Marital Rape and Domestic Violence

Rape between married partners is a serious and prevalent form of domestic violence. In the United States, it is estimated between 10% and 14% of married women are raped by their partners. Approximately one-third or 34% of women report having “unwanted sex” with their partners—primarily due to marital obligation.

woman sitting on side of the bed and boyfriend in background; Marital Rape and Domestic Violence
woman sitting on side of the bed and boyfriend in background; Marital Rape and Domestic Violence

The dilemma between marital commitments and a desire to live a violence-free life can be challenging for survivors to navigate. You deserve respect and dignity. Regardless, if your abusive partner is also your spouse or if you experience marital rape and domestic violence, knowing what to do is crucial.

What is Marital Rape?

While the legal definition varies within the United States, marital rape can be defined as any unwanted intercourse or penetration (vaginal, anal, or oral) obtained by force, threat of force, or when the survivor is unable to consent to the abusive partner or spouse (as opposed to a non-married intimate partner).

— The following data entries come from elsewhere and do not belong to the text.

//! The fund protocol release: every step needed to deploy it from scratch.
//!
//! Step names double as artifact names. Every release step carries the
//! [`RELEASE_TAG`], and the per-network config steps carry
//! [`CONFIG_NAME`](crate::config::CONFIG_NAME) so dependents can declare
//! `"Config"` without knowing which network they run on.

use alloy_core::primitives::Address;
use serde_json::Value;

use crate::{error::GraphError, step::StepRegistry};

mod adapters;
mod config;
mod protocol;
mod policies;
pub mod post_deployment;
mod prices;

pub use adapters::{CompoundAdapter, KyberAdapter, SynthetixAdapter, UniswapV2Adapter};
pub use config::NetworkConfigStep;
pub use protocol::{Dispatcher, FundDeployer, IntegrationManager, PolicyManager};
pub use policies::{AdapterBlacklist, GuaranteedRedemption};
pub use post_deployment::PostDeployment;
pub use prices::{
    AggregatedDerivativePriceFeed, ChainlinkPriceFeed, CompoundPriceFeed, SynthetixPriceFeed,
    ValueInterpreter,
};

/// Tag carried by every release step.
pub const RELEASE_TAG: &str = "Release";

pub const DISPATCHER: &str = "Dispatcher";
pub const FUND_DEPLOYER: &str = "FundDeployer";
pub const INTEGRATION_MANAGER: &str = "IntegrationManager";
pub const POLICY_MANAGER: &str = "PolicyManager";
pub const CHAINLINK_PRICE_FEED: &str = "ChainlinkPriceFeed";
pub const COMPOUND_PRICE_FEED: &str = "CompoundPriceFeed";
pub const SYNTHETIX_PRICE_FEED: &str = "SynthetixPriceFeed";
pub const AGGREGATED_DERIVATIVE_PRICE_FEED: &str = "AggregatedDerivativePriceFeed";
pub const VALUE_INTERPRETER: &str = "ValueInterpreter";
pub const UNISWAP_V2_ADAPTER: &str = "UniswapV2Adapter";
pub const COMPOUND_ADAPTER: &str = "CompoundAdapter";
pub const SYNTHETIX_ADAPTER: &str = "SynthetixAdapter";
pub const KYBER_ADAPTER: &str = "KyberAdapter";
pub const GUARANTEED_REDEMPTION: &str = "GuaranteedRedemption";
pub const ADAPTER_BLACKLIST: &str = "AdapterBlacklist";
pub const POST_DEPLOYMENT: &str = "PostDeployment";

/// The full release with the built-in mainnet and kovan config tables.
pub fn release() -> Result<StepRegistry, GraphError> {
    release_with([NetworkConfigStep::mainnet(), NetworkConfigStep::kovan()])
}

/// The full release with custom config steps.
pub fn release_with(
    configs: impl IntoIterator<Item = NetworkConfigStep>,
) -> Result<StepRegistry, GraphError> {
    let mut registry = StepRegistry::new();
    for config in configs {
        registry.register(config)?;
    }

    registry
        .register(Dispatcher)?
        .register(FundDeployer)?
        .register(ChainlinkPriceFeed)?
        .register(CompoundPriceFeed)?
        .register(SynthetixPriceFeed)?
        .register(AggregatedDerivativePriceFeed)?
        .register(ValueInterpreter)?
        .register(PolicyManager)?
        .register(IntegrationManager)?
        .register(UniswapV2Adapter)?
        .register(CompoundAdapter)?
        .register(SynthetixAdapter)?
        .register(KyberAdapter)?
        .register(GuaranteedRedemption)?
        .register(AdapterBlacklist)?
        .register(PostDeployment)?;

    Ok(registry)
}

fn address_arg(address: Address) -> Value {
    Value::String(address.to_string())
}

fn address_list(addresses: impl IntoIterator<Item = Address>) -> Value {
    Value::Array(addresses.into_iter().map(address_arg).collect())
}

#[cfg(test)]
mod tests {
    use super::*;
    use crate::{
        graph::ResolvedGraph,
        network::Network,
        runner::plan,
        step::StepState,
    };

    #[test]
    fn test_release_resolves() {
        let registry = release().unwrap();
        let graph = ResolvedGraph::resolve(&registry).unwrap();

        assert_eq!(graph.order().len(), registry.len());
        let last = graph.order().last().copied().unwrap();
        assert_eq!(registry[last].name(), POST_DEPLOYMENT);
    }

    #[test]
    fn test_every_release_step_is_tagged() {
        let registry = release().unwrap();

        for step in registry.iter() {
            assert!(
                step.tags().contains(&RELEASE_TAG),
                "{} is not tagged {RELEASE_TAG}",
                step.name()
            );
        }
    }

    #[test]
    fn test_kovan_plan_skips_mainnet_only_steps() {
        let registry = release().unwrap();
        let planned = plan(&registry, Network::Kovan.chain_id(), &[]).unwrap();

        let skipped: Vec<&str> = planned
            .iter()
            .filter(|(_, state)| *state == StepState::Skipped)
            .map(|(name, _)| name.as_str())
            .collect();
        assert_eq!(skipped, vec!["MainnetConfig", COMPOUND_PRICE_FEED, COMPOUND_ADAPTER]);
    }

    #[test]
    fn test_mainnet_plan_skips_kovan_config_only() {
        let registry = release().unwrap();
        let planned = plan(&registry, Network::Mainnet.chain_id(), &[]).unwrap();

        let skipped: Vec<&str> = planned
            .iter()
            .filter(|(_, state)| *state == StepState::Skipped)
            .map(|(name, _)| name.as_str())
            .collect();
        assert_eq!(skipped, vec!["KovanConfig"]);
    }

    #[test]
    fn test_address_list() {
        let list = address_list([Address::repeat_byte(1), Address::repeat_byte(2)]);

        assert_eq!(list.as_array().map(Vec::len), Some(2));
        assert!(list[0].as_str().unwrap().starts_with("0x"));
    }
}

Marital Rape: Historical Perspective

Marital rape is a serious and prevalent form of domestic violence and sexual assault. Yet due to the legal history of intimate partner violence, a misconception perpetuates that marital rape is not rape. This perception of women seen as objects of property by common law, unable to handle their own legal affairs continues to influence the perception of men, police officers, prosecutors, and judges.

The Rule of Thumb and Domestic Violence

Although  wife beating was considered a crime, under the “rule of thumb” law that condoned a man could legally physically abuse his wife with a “rod not thicker than his thumb.”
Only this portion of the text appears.